Nonetheless, this principle has been more often honoured in the breach than in the observance. As anyone who has watched recent great power intervention in Iraq, Libya and Ukraine can attest, the principle of the sanctity of the sovereign state has already been placed under enormous strain – and not by IS.
Focusing not on the threat that some states pose to the sovereignty of other states, Bishop instead spoke at length about “malevolent non-state actors” operating under the rubric of “global terrorism”. Notwithstanding the fact that IS really is malevolent and terrorist, on the finer point of whether it actually represents a threat to the contemporary “Westphalian” system, Bishop’s analysis slightly misses the point.
Given that its first order of business has been to carve out a territorial state for which it seeks recognition, IS is hardly post-“Westphalian” in its outlook. ISIS may represent a geostrategic threat to stability in the Middle East and North Africa, but this threat is not necessarily a systemic one.
Islamic State needs failed states to survive
This is not to undervalue the nature of the challenge posed by IS. Although more Australians continue to be killed by bee stings, the danger posed by jihadists is very real in some countries. With IS in Syria, Iraq and Libya, now having been joined by Boko Haram in Nigeria, and with al-Shabaab in Somalia currently shifting its allegiances from al-Qaeda to the caliphate, IS certainly represents the most coherent militant Islamist movement in the Middle East and North Africa.
Looking at this list of nations, however, it becomes clear that the danger is most acute in states where central governments are at their weakest. In this sense, Bishop has mistaken cause for effect. Failed or weak states have offered space for Islamic State and other militant jihadis.
Islamic State is not, however, the reason these states have failed. Where the “Westphalian” state is strong, the Caliphate has no hold. It has recourse only to atrocities that, while terrifying and shocking, do not pose a systemic threat.
Interestingly, three of the states where IS is most entrenched, namely Iraq, Libya and Syria, were until recently firmly, indeed ruthlessly, controlled by (more or less) secular dictators: Saddam Hussein, Bashar al-Assad (still technically in office) and Muammar al-Gaddafi (ostensibly the most pious of the three). Often for good reason, all of them were unpopular with the Western great powers. Crucially, however, the erosion of the sovereignty of each of these by large powers has played a significant role in weakening the hold of the state over its territories.
This is hardly in keeping with the notion of “Westphalian” sovereignty to which Bishop appealed. When these states were strong, radical Islamists could not find a foothold. This is not for want of trying, as Hafez al-Assad’s massacre of the Muslim Brotherhood in Syria in 1982 demonstrates.
In concluding her speech, Bishop stressed the importance of tight security measures, which she sees as necessary to protect nation states from transnational jihadis.

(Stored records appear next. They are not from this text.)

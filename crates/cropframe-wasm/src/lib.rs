//! Cropframe WASM - WebAssembly bindings for Cropframe
//!
//! This crate exposes the cropframe-core crop engine to JavaScript/TypeScript
//! applications.
//!
//! # Module Structure
//!
//! - `types` - WASM-compatible wrapper types and conversions
//! - `geometry` - Stateless fit, validation and correction functions
//! - `export` - Source-resolution size mapping, rendering and encoding
//! - `session` - Interactive `JsCropSession` driven by host callbacks
//!
//! # Usage
//!
//! ```typescript
//! import init, { compute_fit_selection } from '@cropframe/wasm';
//!
//! // Initialize WASM module (must call first)
//! await init();
//!
//! const rect = compute_fit_selection(imageBox, containerBox, 9 / 16, 0.8);
//! ```

use wasm_bindgen::prelude::*;

mod export;
mod geometry;
mod session;
mod types;

// Re-export public types
pub use export::{
    decode_image, encode_jpeg, encode_png, export_selection, map_to_original_resolution,
};
pub use geometry::{
    compute_correction, compute_fit_selection, constrain_selection, validate_selection,
    validate_transform,
};
pub use session::JsCropSession;
pub use types::JsRasterImage;

/// Initialize the WASM module (called automatically on load)
#[wasm_bindgen(start)]
pub fn init() {
    console_error_panic_hook::set_once();

    // A logger may already be installed by the host page
    if console_log::init_with_level(log::Level::Info).is_ok() {
        log::info!("Cropframe WASM {} initialized", version());
    }
}

/// Get the version of the WASM module
#[wasm_bindgen]
pub fn version() -> String {
    env!("CARGO_PKG_VERSION").to_string()
}

#[cfg(test)]
mod tests {
    use super::*;

    #[test]
    fn test_version() {
        assert_eq!(version(), env!("CARGO_PKG_VERSION"));
    }
}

This might pay a minor dividend in apprehending radicalised individuals domestically.
In terms of Bishop’s broader point about the international state system, however, it seems that the best way to protect nation states from ISIS or other forms of terrorism is by respecting the “Westphalian” principle of the sovereignty of nation states. In this way, unpalatable strong states might not be transformed into even more unpalatable failed states.
Interestingly, Bishop’s speech offered a small sign that this message might be breaking through. Two small references showed that Australia has perhaps begun to understand that ignoring national sovereignty and pursuing “regime change” is not the most productive way to deal with non-liberal polities. Whereas a few short years ago all signs pointed to an impending Western invasion of Iran, Bishop approvingly referred twice to the insights she had garnered from Australia’s apparent newest Middle Eastern ally, Iran. During the Cold War, such overtures might have been called détente.